### Directions
Check each line of the material that follows, and copy those holding the string "derive".

### Data for review
//! Per-job result, used for statistics and progress messages.

use std::path::{Path, PathBuf};

use crate::file_manager::percent_saved;
use crate::format::FormatKind;

#[derive(Debug, Clone, Copy, PartialEq, Eq)]
pub enum OutcomeKind {
    Optimized,
    SkippedNotSmaller,
    SkippedTooSmall,
    SkippedUnreadable,
    Failed,
    WouldOptimize,
}

/// Result of processing one job
#[derive(Debug, Clone, PartialEq, Eq)]
pub struct OptimizationOutcome {
    pub path: PathBuf,
    pub format: FormatKind,
    pub kind: OutcomeKind,
    pub original_size: u64,
    pub new_size: Option<u64>,
    pub saved_percent: Option<u64>,
}

impl OptimizationOutcome {
    pub fn new(path: &Path, format: FormatKind, kind: OutcomeKind, original_size: u64) -> Self {
        Self {
            path: path.to_path_buf(),
            format,
            kind,
            original_size,
            new_size: None,
            saved_percent: None,
        }
    }

    pub fn optimized(path: &Path, format: FormatKind, original_size: u64, new_size: u64) -> Self {
        Self {
            new_size: Some(new_size),
            saved_percent: Some(percent_saved(original_size, new_size)),
            ..Self::new(path, format, OutcomeKind::Optimized, original_size)
        }
    }

    /// Account for later passes that shrank the file further
    pub fn with_final_size(mut self, final_size: u64) -> Self {
        if final_size < self.original_size {
            self.kind = OutcomeKind::Optimized;
            self.new_size = Some(final_size);
            self.saved_percent = Some(percent_saved(self.original_size, final_size));
        }
        self
    }

    pub fn bytes_saved(&self) -> u64 {
        self.new_size
            .map(|new| self.original_size.saturating_sub(new))
            .unwrap_or(0)
    }
}
//! PDF: rewrite through Ghostscript's `pdfwrite` device with a fixed preset.

use anyhow::Result;
use futures::future::BoxFuture;
use std::ffi::OsString;
use std::path::Path;

use super::FormatStrategy;
use crate::args;
use crate::config::PdfPreset;
use crate::format::FormatKind;
use crate::safe_replace::TransformStatus;
use crate::toolchain::{Tool, Toolchain};
use crate::utils::prefixed_path_arg;

pub struct PdfStrategy {
    preset: PdfPreset,
}

impl PdfStrategy {
    pub fn new(preset: PdfPreset) -> Self {
        Self { preset }
    }

    pub fn arguments(&self, input: &Path, output: &Path) -> Vec<OsString> {
        args![
            "-sDEVICE=pdfwrite",
            "-dCompatibilityLevel=1.4",
            format!("-dPDFSETTINGS={}", self.preset.as_gs_setting()),
            "-dNOPAUSE",
            "-dQUIET",
            "-dBATCH",
            prefixed_path_arg("-sOutputFile=", output),
            input,
        ]
    }
}

impl FormatStrategy for PdfStrategy {
    fn kind(&self) -> FormatKind {
        FormatKind::Pdf
    }

    fn transform<'a>(
        &'a self,
        tools: &'a Toolchain,
        input: &'a Path,
        output: &'a Path,
    ) -> BoxFuture<'a, Result<TransformStatus>> {
        Box::pin(async move {
            tools.run(Tool::Ghostscript, &self.arguments(input, output)).await?;
            Ok(TransformStatus::Produced)
        })
    }
}

#[cfg(test)]
mod tests {
    use super::*;

    #[test]
    fn test_preset_selects_pdfsettings() {
        let input = Path::new("doc.pdf");
        let output = Path::new("out.pdf");

        let ebook = PdfStrategy::new(PdfPreset::Ebook).arguments(input, output);
        assert!(ebook.contains(&OsString::from("-dPDFSETTINGS=/ebook")));
        assert!(ebook.contains(&OsString::from("-sOutputFile=out.pdf")));
        assert_eq!(ebook.last().and_then(|arg| arg.to_str()), Some("doc.pdf"));

        let screen = PdfStrategy::new(PdfPreset::Screen).arguments(input, output);
        assert!(screen.contains(&OsString::from("-dPDFSETTINGS=/screen")));
    }
}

### Response to the task
#[derive(Debug, Clone, Copy, PartialEq, Eq)]
#[derive(Debug, Clone, PartialEq, Eq)]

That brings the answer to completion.